── Raw data

// src/sources/mod.rs

//! Job board adapters.
//!
//! Every board implements [`JobSource`]: given the shared [`SourceContext`],
//! produce listings that already passed the keyword filter. Pagination,
//! rate limiting and field mapping stay inside each adapter; nothing is
//! shared between adapters except the read-only context.

mod arbeitnow;
mod greenhouse;
mod himalayas;
mod html;
mod jobicy;
mod remote_co;
mod remoteok;
mod remotive;
mod the_muse;
mod we_work_remotely;

use std::fmt::Display;
use std::sync::Arc;

use async_trait::async_trait;
use reqwest::{Client, RequestBuilder};
use serde::Deserialize;
use serde::de::DeserializeOwned;
use serde_json::Value;

use crate::error::{AppError, Result};
use crate::models::{Config, NormalizedJob, SourceKind};
use crate::services::{JobCollector, KeywordFilter};
use crate::utils::http;

pub use arbeitnow::Arbeitnow;
pub use greenhouse::Greenhouse;
pub use himalayas::Himalayas;
pub use jobicy::Jobicy;
pub use remote_co::RemoteCo;
pub use remoteok::RemoteOk;
pub use remotive::Remotive;
pub use the_muse::TheMuse;
pub use we_work_remotely::WeWorkRemotely;

/// A job board that yields filtered listings.
#[async_trait]
pub trait JobSource: Send + Sync {
    /// Display name used in logs and run summaries.
    fn name(&self) -> &'static str;

    /// Fetch, map and filter listings. Any failed request aborts the whole
    /// source; malformed individual listings are skipped.
    async fn fetch(&self, ctx: &SourceContext) -> Result<Vec<NormalizedJob>>;
}

/// Read-only state shared by all adapters during a run.
pub struct SourceContext {
    pub client: Client,
    pub config: Arc<Config>,
    pub filter: Arc<KeywordFilter>,
}

impl SourceContext {
    /// Compile the filter and wrap the client for a run.
    pub fn new(config: Arc<Config>, client: Client) -> Result<Self> {
        let filter = Arc::new(KeywordFilter::new(&config.filter)?);
        Ok(Self {
            client,
            config,
            filter,
        })
    }

    /// Start a collector capped at `max_results_per_board`.
    pub fn collector(&self) -> JobCollector<'_> {
        JobCollector::new(&self.filter, self.config.max_results_per_board)
    }
}

/// Instantiate the adapter for a board.
pub fn build_source(kind: SourceKind) -> Box<dyn JobSource> {
    match kind {
        SourceKind::Remoteok => Box::new(RemoteOk),
        SourceKind::Himalayas => Box::new(Himalayas),
        SourceKind::Jobicy => Box::new(Jobicy),
        SourceKind::Arbeitnow => Box::new(Arbeitnow),
        SourceKind::Greenhouse => Box::new(Greenhouse),
        SourceKind::TheMuse => Box::new(TheMuse),
        SourceKind::RemoteCo => Box::new(RemoteCo),
        SourceKind::Remotive => Box::new(Remotive),
        SourceKind::WeWorkRemotely => Box::new(WeWorkRemotely),
    }
}

/// Instantiate adapters for every configured board, in configuration order.
pub fn build_sources(kinds: &[SourceKind]) -> Vec<Box<dyn JobSource>> {
    kinds.iter().copied().map(build_source).collect()
}

/// Send a JSON request, tagging failures with the board and request context.
async fn get_json<T: DeserializeOwned>(
    board: &str,
    context: impl Display,
    request: RequestBuilder,
) -> Result<T> {
    http::fetch_json(request)
        .await
        .map_err(|e| AppError::fetch(board, format!("{context}: {e}")))
}

/// Fetch an HTML page, tagging failures with the board name.
async fn get_html(board: &str, client: &Client, url: &str) -> Result<String> {
    http::fetch_html(client, url)
        .await
        .map_err(|e| AppError::fetch(board, format!("{url}: {e}")))
}

/// Decode listings one at a time so a malformed entry only loses itself.
fn decode_items<T: DeserializeOwned>(board: &str, items: Vec<Value>) -> Vec<T> {
    items
        .into_iter()
        .filter_map(|item| match serde_json::from_value(item) {
            Ok(decoded) => Some(decoded),
            Err(e) => {
                log::debug!("Skipping listing: {}", AppError::parse(board, e));
                None
            }
        })
        .collect()
}

/// First non-blank value, or an empty string.
fn first_text<const N: usize>(candidates: [Option<String>; N]) -> String {
    candidates
        .into_iter()
        .flatten()
        .find(|s| !s.trim().is_empty())
        .unwrap_or_default()
}

/// Listing ID as text, whatever JSON type the board uses for it.
fn id_text(id: Option<&Value>) -> String {
    id.map(crate::utils::json_text).unwrap_or_default()
}

/// A field some boards send as a single string and others as a list.
#[derive(Debug, Clone, Deserialize)]
#[serde(untagged)]
enum OneOrMany {
    One(String),
    Many(Vec<String>),
}

impl OneOrMany {
    fn into_vec(self) -> Vec<String> {
        match self {
            OneOrMany::One(s) => vec![s],
            OneOrMany::Many(v) => v,
        }
    }
}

────

→ **Task**
Having read the records, return each one exactly.

→ **Result**
// src/sources/mod.rs

//! Job board adapters.
//!
//! Every board implements [`JobSource`]: given the shared [`SourceContext`],
//! produce listings that already passed the keyword filter. Pagination,
//! rate limiting and field mapping stay inside each adapter; nothing is
//! shared between adapters except the read-only context.

mod arbeitnow;
mod greenhouse;
mod himalayas;
mod html;
mod jobicy;
mod remote_co;
mod remoteok;
mod remotive;
mod the_muse;
mod we_work_remotely;

use std::fmt::Display;
use std::sync::Arc;

use async_trait::async_trait;
use reqwest::{Client, RequestBuilder};
use serde::Deserialize;
use serde::de::DeserializeOwned;
use serde_json::Value;

use crate::error::{AppError, Result};
use crate::models::{Config, NormalizedJob, SourceKind};
use crate::services::{JobCollector, KeywordFilter};
use crate::utils::http;

pub use arbeitnow::Arbeitnow;
pub use greenhouse::Greenhouse;
pub use himalayas::Himalayas;
pub use jobicy::Jobicy;
pub use remote_co::RemoteCo;
pub use remoteok::RemoteOk;
pub use remotive::Remotive;
pub use the_muse::TheMuse;
pub use we_work_remotely::WeWorkRemotely;

/// A job board that yields filtered listings.
#[async_trait]
pub trait JobSource: Send + Sync {
    /// Display name used in logs and run summaries.
    fn name(&self) -> &'static str;

    /// Fetch, map and filter listings. Any failed request aborts the whole
    /// source; malformed individual listings are skipped.
    async fn fetch(&self, ctx: &SourceContext) -> Result<Vec<NormalizedJob>>;
}

/// Read-only state shared by all adapters during a run.
pub struct SourceContext {
    pub client: Client,
    pub config: Arc<Config>,
    pub filter: Arc<KeywordFilter>,
}

impl SourceContext {
    /// Compile the filter and wrap the client for a run.
    pub fn new(config: Arc<Config>, client: Client) -> Result<Self> {
        let filter = Arc::new(KeywordFilter::new(&config.filter)?);
        Ok(Self {
            client,
            config,
            filter,
        })
    }

    /// Start a collector capped at `max_results_per_board`.
    pub fn collector(&self) -> JobCollector<'_> {
        JobCollector::new(&self.filter, self.config.max_results_per_board)
    }
}

/// Instantiate the adapter for a board.
pub fn build_source(kind: SourceKind) -> Box<dyn JobSource> {
    match kind {
        SourceKind::Remoteok => Box::new(RemoteOk),
        SourceKind::Himalayas => Box::new(Himalayas),
        SourceKind::Jobicy => Box::new(Jobicy),
        SourceKind::Arbeitnow => Box::new(Arbeitnow),
        SourceKind::Greenhouse => Box::new(Greenhouse),
        SourceKind::TheMuse => Box::new(TheMuse),
        SourceKind::RemoteCo => Box::new(RemoteCo),
        SourceKind::Remotive => Box::new(Remotive),
        SourceKind::WeWorkRemotely => Box::new(WeWorkRemotely),
    }
}

/// Instantiate adapters for every configured board, in configuration order.
pub fn build_sources(kinds: &[SourceKind]) -> Vec<Box<dyn JobSource>> {
    kinds.iter().copied().map(build_source).collect()
}

/// Send a JSON request, tagging failures with the board and request context.
async fn get_json<T: DeserializeOwned>(
    board: &str,
    context: impl Display,
    request: RequestBuilder,
) -> Result<T> {
    http::fetch_json(request)
        .await
        .map_err(|e| AppError::fetch(board, format!("{context}: {e}")))
}

/// Fetch an HTML page, tagging failures with the board name.
async fn get_html(board: &str, client: &Client, url: &str) -> Result<String> {
    http::fetch_html(client, url)
        .await
        .map_err(|e| AppError::fetch(board, format!("{url}: {e}")))
}

/// Decode listings one at a time so a malformed entry only loses itself.
fn decode_items<T: DeserializeOwned>(board: &str, items: Vec<Value>) -> Vec<T> {
    items
        .into_iter()
        .filter_map(|item| match serde_json::from_value(item) {
            Ok(decoded) => Some(decoded),
            Err(e) => {
                log::debug!("Skipping listing: {}", AppError::parse(board, e));
                None
            }
        })
        .collect()
}

/// First non-blank value, or an empty string.
fn first_text<const N: usize>(candidates: [Option<String>; N]) -> String {
    candidates
        .into_iter()
        .flatten()
        .find(|s| !s.trim().is_empty())
        .unwrap_or_default()
}

/// Listing ID as text, whatever JSON type the board uses for it.
fn id_text(id: Option<&Value>) -> String {
    id.map(crate::utils::json_text).unwrap_or_default()
}

/// A field some boards send as a single string and others as a list.
#[derive(Debug, Clone, Deserialize)]
#[serde(untagged)]
enum OneOrMany {
    One(String),
    Many(Vec<String>),
}

impl OneOrMany {
    fn into_vec(self) -> Vec<String> {
        match self {
            OneOrMany::One(s) => vec![s],
            OneOrMany::Many(v) => v,
        }
    }
}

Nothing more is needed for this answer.